Positive Pointwise Mutual Information (PPMI)

$$ PMI(x,y) = \max\left\{ \log_2\left(\dfrac{P(x,y)}{P(x)P(y)}\right),0 \right\} $$

Eliminates all negative values which represent word occurring less often than random -- too rare to be reliable.

Dense Embeddings

Use short dense vectors rather than long sparse vectors

"It turns out that dense vectors work better in every NLP task than sparse vectors."

Possible reasons why:

  • Easier to learn fewer parameters
  • Less prone to overfitting
  • May do a better job of capturing synonymy than sparse vectors

Example

In training data, 'car' and 'dashboard' are used together in sentence.

But in test data, 'dashboard' and 'automobile' are used together instead.

II. Dimensionality Reduction

Dimensionality Reduction - Motivation

  1. Reducting problem complexity
    • Complexity of any classifier or regressor depends on the number of inputs.
    1. time and space complexity
    2. necessary number of training examples to train such a classifier or regressor.
    3. Curse of dimensionality
  2. Visualization - 2D retina, 3D mental capacity, $n$-dimensional data

Feature selection - choose a subset of important features pruning the rest

Feature extraction - form fewer, new features from the original inputs

Main methods for dim reduction

  1. Feature selection - given $d$ inputs, choose $k<d$ inputs to keep, discard the rest.
  2. Feature extraction - compute $k<d$ new inputs using combinations of original inputs.

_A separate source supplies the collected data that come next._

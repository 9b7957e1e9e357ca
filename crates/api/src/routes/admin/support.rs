//! Support ticket inbox for the super-admin dashboard

use axum::{extract::State, Json};
use serde::Serialize;
use sqlx::FromRow;
use time::OffsetDateTime;
use uuid::Uuid;

use super::shared::db_failure;
use crate::{error::ApiResult, state::AppState};

#[derive(Debug, Serialize, FromRow)]
pub struct AdminTicketRow {
    pub id: Uuid,
    pub user_id: Option<Uuid>,
    pub user_email: Option<String>,
    pub restaurant_id: Option<Uuid>,
    pub restaurant_name: Option<String>,
    pub subject: String,
    pub message: String,
    pub status: String,
    pub priority: String,
    #[serde(with = "time::serde::rfc3339")]
    pub created_at: OffsetDateTime,
    #[serde(with = "time::serde::rfc3339")]
    pub updated_at: OffsetDateTime,
}

#[derive(Debug, Serialize)]
pub struct AdminTicketListResponse {
    pub tickets: Vec<AdminTicketRow>,
    pub total: usize,
}

/// GET /admin/support/tickets
pub async fn list_tickets(State(state): State<AppState>) -> ApiResult<Json<AdminTicketListResponse>> {
    let req_id = Uuid::new_v4();

    let tickets: Vec<AdminTicketRow> = sqlx::query_as(
        r#"
        SELECT
            t.id,
            t.user_id,
            u.email as user_email,
            t.restaurant_id,
            r.name as restaurant_name,
            t.subject,
            t.message,
            t.status,
            t.priority,
            t.created_at,
            t.updated_at
        FROM support_tickets t
        LEFT JOIN auth.users u ON u.id = t.user_id
        LEFT JOIN restaurants r ON r.id = t.restaurant_id
        ORDER BY t.created_at DESC
        "#,
    )
    .fetch_all(&state.pool)
    .await
    .map_err(db_failure(req_id, "list_tickets"))?;

    tracing::debug!(%req_id, count = tickets.len(), "list_tickets");

    Ok(Json(AdminTicketListResponse {
        total: tickets.len(),
        tickets,
    }))
}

E.g. replace multiple inputs with their average.

Feature extraction: Linear Methods

Here, linear means new features are linear combinations of original features. E.g. mean of multiple features.

  • Principal Component Analysis (PCA) - use SVD & keep singular vectors for largest singular values

Exercise: write the SVD of your dataset and identify the combinations of original inputs

  • Linear Discriminant Analysis (LDA) - supervised variation on PCA

  • Factor Analysis -

  • Multidimensional Scaling -

  • Canonical correlation analysis - finds joint features that relate multiple datasets

Feature extraction: Nonlinear Methods

Here, nonlinear means new features are not linear combinations of original features. E.g. 2nd & higher order statistics (variance, correlation, skew)

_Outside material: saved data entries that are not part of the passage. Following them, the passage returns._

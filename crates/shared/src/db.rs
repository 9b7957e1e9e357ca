//! Database utilities and connection management

use sqlx::postgres::{PgConnectOptions, PgPool, PgPoolOptions};
use std::{str::FromStr, time::Duration};

/// Create a database connection pool
/// Note: Disables statement cache for PgBouncer compatibility
/// (the hosted Postgres pooler runs in transaction mode)
pub async fn create_pool(database_url: &str, max_connections: u32) -> Result<PgPool, sqlx::Error> {
    let options = PgConnectOptions::from_str(database_url)?.statement_cache_capacity(0);

    PgPoolOptions::new()
        .max_connections(max_connections)
        .min_connections(0)
        .acquire_timeout(Duration::from_secs(30))
        .idle_timeout(Duration::from_secs(60))
        .max_lifetime(Duration::from_secs(300))
        .connect_with(options)
        .await
}

/// Create a single-connection pool for migrations with a longer timeout
pub async fn create_migration_pool(database_url: &str) -> Result<PgPool, sqlx::Error> {
    let options = PgConnectOptions::from_str(database_url)?.statement_cache_capacity(0);

    PgPoolOptions::new()
        .max_connections(1)
        .min_connections(0)
        .acquire_timeout(Duration::from_secs(120))
        .idle_timeout(Duration::from_secs(30))
        .max_lifetime(Duration::from_secs(180))
        .connect_with(options)
        .await
}

/// Run database migrations
pub async fn run_migrations(pool: &PgPool) -> Result<(), sqlx::migrate::MigrateError> {
    sqlx::migrate!("../../migrations").run(pool).await
}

Exercise: describe how to compute nonlinear statistical functions of features in dataset

  • Isometric feature mapping

  • Locally linear embedding

  • Laplacian eigenmaps

Principal Component Analysis

  1. Center the data

  2. Rotate axes to line up directions of highest variance

drawing

Scree graph

plot of variance explained as a function of the number of eigenvectors kept

drawing

Exercise: how do you compute "variance explained"?

"Eigendigits" = eigenvectors of handwritten digit image dataset (with images as rows).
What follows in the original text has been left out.